Urea nitrate is a fertilizer-based high explosive with the chemical formula of CH5N3O4 (or (NH2)2COHNO3) that has been used in improvised explosive devices in Afghanistan, Pakistan, Iraq, and various terrorist acts elsewhere in the world such as in the 1993 World Trade Center bombing.

== Synthesis ==
Urea nitrate is produced in one step by reaction of urea with nitric acid. This is an exothermic reaction, so steps must be taken to control the temperature.

==Chemistry==

Urea contains a carbonyl group. The more electronegative oxygen atom pulls electrons away from the carbon atom, forming a polar bond with greater electron density around the oxygen atom, giving it a partial negative charge. In a simplistic sense, nitric acid dissociates in aqueous solution into protons (hydrogen cations) and nitrate anions. The electrophilic proton contributed by the acid is attracted to the negatively charged oxygen atom on the urea molecule and the two form a covalent bond. Paired with the spectator nitrate counteranion, it forms urea nitrate.

(NH2)2CO(aq) + HNO3(aq) -> [(NH2)2COH]+[NO3]−(s)

== History ==
It was discovered in 1797 by William Cruickshank, inventor of the Chloralkali process.

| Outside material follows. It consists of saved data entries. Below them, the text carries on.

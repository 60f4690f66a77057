//! Repository for the append-only `audit_logs` table.

use sqlx::PgPool;
use vitrine_core::search::{clamp_limit, clamp_offset};

use crate::models::audit::{AuditLog, AuditQuery, CreateAuditLog};

const COLUMNS: &str =
    "id, user_id, action_type, entity_type, entity_id, details_json, ip_address, created_at";

/// Default and maximum page size for audit queries.
const DEFAULT_LIMIT: i64 = 50;
const MAX_LIMIT: i64 = 500;

/// Every filter is optional; a NULL parameter disables its condition.
const FILTER: &str = "($1::BIGINT IS NULL OR user_id = $1) \
    AND ($2::TEXT IS NULL OR action_type = $2) \
    AND ($3::TEXT IS NULL OR entity_type = $3) \
    AND ($4::BIGINT IS NULL OR entity_id = $4) \
    AND ($5::TIMESTAMPTZ IS NULL OR created_at >= $5) \
    AND ($6::TIMESTAMPTZ IS NULL OR created_at <= $6)";

pub struct AuditLogRepo;

impl AuditLogRepo {
    pub async fn insert(pool: &PgPool, entry: &CreateAuditLog) -> Result<AuditLog, sqlx::Error> {
        let query = format!(
            "INSERT INTO audit_logs \
                (user_id, action_type, entity_type, entity_id, details_json, ip_address) \
             VALUES ($1, $2, $3, $4, $5, $6) \
             RETURNING {COLUMNS}"
        );
        sqlx::query_as::<_, AuditLog>(&query)
            .bind(entry.user_id)
            .bind(&entry.action_type)
            .bind(&entry.entity_type)
            .bind(entry.entity_id)
            .bind(&entry.details_json)
            .bind(&entry.ip_address)
            .fetch_one(pool)
            .await
    }

    /// Newest first, filtered and paginated.
    pub async fn query(pool: &PgPool, params: &AuditQuery) -> Result<Vec<AuditLog>, sqlx::Error> {
        let limit = clamp_limit(params.limit, DEFAULT_LIMIT, MAX_LIMIT);
        let offset = clamp_offset(params.offset);
        let query = format!(
            "SELECT {COLUMNS} FROM audit_logs WHERE {FILTER} \
             ORDER BY created_at DESC, id DESC \
             LIMIT $7 OFFSET $8"
        );
        sqlx::query_as::<_, AuditLog>(&query)
            .bind(params.user_id)
            .bind(&params.action_type)
            .bind(&params.entity_type)
            .bind(params.entity_id)
            .bind(params.from)
            .bind(params.to)
            .bind(limit)
            .bind(offset)
            .fetch_all(pool)
            .await
    }

    pub async fn count(pool: &PgPool, params: &AuditQuery) -> Result<i64, sqlx::Error> {
        let query = format!("SELECT COUNT(*) FROM audit_logs WHERE {FILTER}");
        sqlx::query_scalar::<_, i64>(&query)
            .bind(params.user_id)
            .bind(&params.action_type)
            .bind(&params.entity_type)
            .bind(params.entity_id)
            .bind(params.from)
            .bind(params.to)
            .fetch_one(pool)
            .await
    }
}
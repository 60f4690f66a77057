//! Repository for the `settings` table.

use sqlx::PgPool;

use crate::models::setting::{Setting, UpsertSetting};

const COLUMNS: &str =
    "id, key, value, group_name, description, is_public, created_at, updated_at";

/// Group assigned to a new setting when none is given.
pub const DEFAULT_GROUP: &str = "general";

/// Provides key/value access to site settings.
pub struct SettingRepo;

impl SettingRepo {
    /// All settings, grouped then by key.
    pub async fn list(pool: &PgPool) -> Result<Vec<Setting>, sqlx::Error> {
        let query = format!("SELECT {COLUMNS} FROM settings ORDER BY group_name, key");
        sqlx::query_as::<_, Setting>(&query).fetch_all(pool).await
    }

    /// Settings flagged `is_public`, safe to expose to the site.
    pub async fn list_public(pool: &PgPool) -> Result<Vec<Setting>, sqlx::Error> {
        let query =
            format!("SELECT {COLUMNS} FROM settings WHERE is_public = true ORDER BY key");
        sqlx::query_as::<_, Setting>(&query).fetch_all(pool).await
    }

    pub async fn find_by_key(pool: &PgPool, key: &str) -> Result<Option<Setting>, sqlx::Error> {
        let query = format!("SELECT {COLUMNS} FROM settings WHERE key = $1");
        sqlx::query_as::<_, Setting>(&query)
            .bind(key)
            .fetch_optional(pool)
            .await
    }

    /// Insert or replace the value for `key`. Metadata fields left as `None`
    /// keep their stored value on update.
    pub async fn upsert(
        pool: &PgPool,
        key: &str,
        input: &UpsertSetting,
    ) -> Result<Setting, sqlx::Error> {
        let query = format!(
            "INSERT INTO settings (key, value, group_name, description, is_public) \
             VALUES ($1, $2, COALESCE($3, '{DEFAULT_GROUP}'), $4, COALESCE($5, false)) \
             ON CONFLICT (key) DO UPDATE SET \
                value = EXCLUDED.value, \
                group_name = COALESCE($3, settings.group_name), \
                description = COALESCE($4, settings.description), \
                is_public = COALESCE($5, settings.is_public) \
             RETURNING {COLUMNS}"
        );
        sqlx::query_as::<_, Setting>(&query)
            .bind(key)
            .bind(&input.value)
            .bind(&input.group_name)
            .bind(&input.description)
            .bind(input.is_public)
            .fetch_one(pool)
            .await
    }

    pub async fn delete(pool: &PgPool, key: &str) -> Result<bool, sqlx::Error> {
        let result = sqlx::query("DELETE FROM settings WHERE key = $1")
            .bind(key)
            .execute(pool)
            .await?;
        Ok(result.rows_affected() > 0)
    }
}
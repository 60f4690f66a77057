//! Repository for the `faqs` table.

use sqlx::PgPool;
use vitrine_core::types::DbId;

use crate::content_table::ContentTable;
use crate::models::faq::{CreateFaq, Faq, UpdateFaq};
use crate::repositories::SortableRepo;

const COLUMNS: &str =
    "id, question, answer, category, sort_order, is_active, deleted_at, created_at, updated_at";

/// Provides CRUD operations for FAQ entries.
pub struct FaqRepo;

impl FaqRepo {
    pub async fn create(pool: &PgPool, input: &CreateFaq) -> Result<Faq, sqlx::Error> {
        let mut tx = pool.begin().await?;
        let sort_order = match input.sort_order {
            Some(order) => order,
            None => SortableRepo::next_sort_order(&mut tx, ContentTable::Faqs).await?,
        };
        let query = format!(
            "INSERT INTO faqs (question, answer, category, sort_order, is_active) \
             VALUES ($1, $2, $3, $4, COALESCE($5, true)) \
             RETURNING {COLUMNS}"
        );
        let row = sqlx::query_as::<_, Faq>(&query)
            .bind(&input.question)
            .bind(&input.answer)
            .bind(&input.category)
            .bind(sort_order)
            .bind(input.is_active)
            .fetch_one(&mut *tx)
            .await?;
        tx.commit().await?;
        Ok(row)
    }

    pub async fn find_by_id(pool: &PgPool, id: DbId) -> Result<Option<Faq>, sqlx::Error> {
        let query = format!("SELECT {COLUMNS} FROM faqs WHERE id = $1 AND deleted_at IS NULL");
        sqlx::query_as::<_, Faq>(&query)
            .bind(id)
            .fetch_optional(pool)
            .await
    }

    /// List live FAQs in display order. `category` narrows to one group.
    pub async fn list(
        pool: &PgPool,
        include_inactive: bool,
        category: Option<&str>,
    ) -> Result<Vec<Faq>, sqlx::Error> {
        let query = format!(
            "SELECT {COLUMNS} FROM faqs \
             WHERE deleted_at IS NULL AND ($1 OR is_active = true) \
               AND ($2::TEXT IS NULL OR category = $2) \
             ORDER BY sort_order, id"
        );
        sqlx::query_as::<_, Faq>(&query)
            .bind(include_inactive)
            .bind(category)
            .fetch_all(pool)
            .await
    }

    pub async fn update(
        pool: &PgPool,
        id: DbId,
        input: &UpdateFaq,
    ) -> Result<Option<Faq>, sqlx::Error> {
        let query = format!(
            "UPDATE faqs SET \
                question = COALESCE($2, question), \
                answer = COALESCE($3, answer), \
                category = COALESCE($4, category), \
                is_active = COALESCE($5, is_active) \
             WHERE id = $1 AND deleted_at IS NULL \
             RETURNING {COLUMNS}"
        );
        sqlx::query_as::<_, Faq>(&query)
            .bind(id)
            .bind(&input.question)
            .bind(&input.answer)
            .bind(&input.category)
            .bind(input.is_active)
            .fetch_optional(pool)
            .await
    }
}
//! Domain logic for the Vitrine content API.
//!
//! Everything here is free of I/O so it can be shared by the repository
//! layer, the HTTP handlers, and unit tests alike.

pub mod about;
pub mod audit;
pub mod error;
pub mod ordering;
pub mod roles;
pub mod search;
pub mod slug;
pub mod status;
pub mod types;
//! Per-page SEO metadata model and DTOs.

use serde::{Deserialize, Serialize};
use sqlx::FromRow;
use vitrine_core::types::{DbId, Timestamp};

/// A row from the `seo_metadata` table. `page_path` always starts with `/`.
#[derive(Debug, Clone, FromRow, Serialize)]
pub struct SeoMetadata {
    pub id: DbId,
    pub page_path: String,
    pub title: String,
    pub description: Option<String>,
    pub keywords: Option<String>,
    pub og_title: Option<String>,
    pub og_description: Option<String>,
    pub og_image_url: Option<String>,
    pub canonical_url: Option<String>,
    pub no_index: bool,
    pub created_at: Timestamp,
    pub updated_at: Timestamp,
}

#[derive(Debug, Clone, Deserialize)]
pub struct CreateSeoMetadata {
    pub page_path: String,
    pub title: String,
    pub description: Option<String>,
    pub keywords: Option<String>,
    pub og_title: Option<String>,
    pub og_description: Option<String>,
    pub og_image_url: Option<String>,
    pub canonical_url: Option<String>,
    pub no_index: Option<bool>,
}

#[derive(Debug, Clone, Default, Deserialize)]
pub struct UpdateSeoMetadata {
    pub page_path: Option<String>,
    pub title: Option<String>,
    pub description: Option<String>,
    pub keywords: Option<String>,
    pub og_title: Option<String>,
    pub og_description: Option<String>,
    pub og_image_url: Option<String>,
    pub canonical_url: Option<String>,
    pub no_index: Option<bool>,
}
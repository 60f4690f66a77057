use std::sync::Arc;

use crate::config::ServerConfig;
use crate::notifications::Notifier;

/// Shared application state available to all handlers via `State<AppState>`.
///
/// Cheap to clone: everything is behind `Arc` or already `Clone`.
#[derive(Clone)]
pub struct AppState {
    pub pool: vitrine_db::DbPool,
    pub config: Arc<ServerConfig>,
    /// Delivers contact form notifications (SMTP, or a no-op when unconfigured).
    pub notifier: Arc<dyn Notifier>,
}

== Explosive properties ==
It has a destructive power similar to better-known ammonium nitrate explosives, with a velocity of detonation between 11155 ft/s and 15420 ft/s. Urea nitrate must be initiated using a blasting cap.

The compound has frequently been used by terrorist and criminal groups due to its ease of production and low skill level required for synthesis. This is due to the ease of acquiring the materials necessary to synthesize it, and its greater sensitivity to initiation compared to ammonium nitrate based explosives.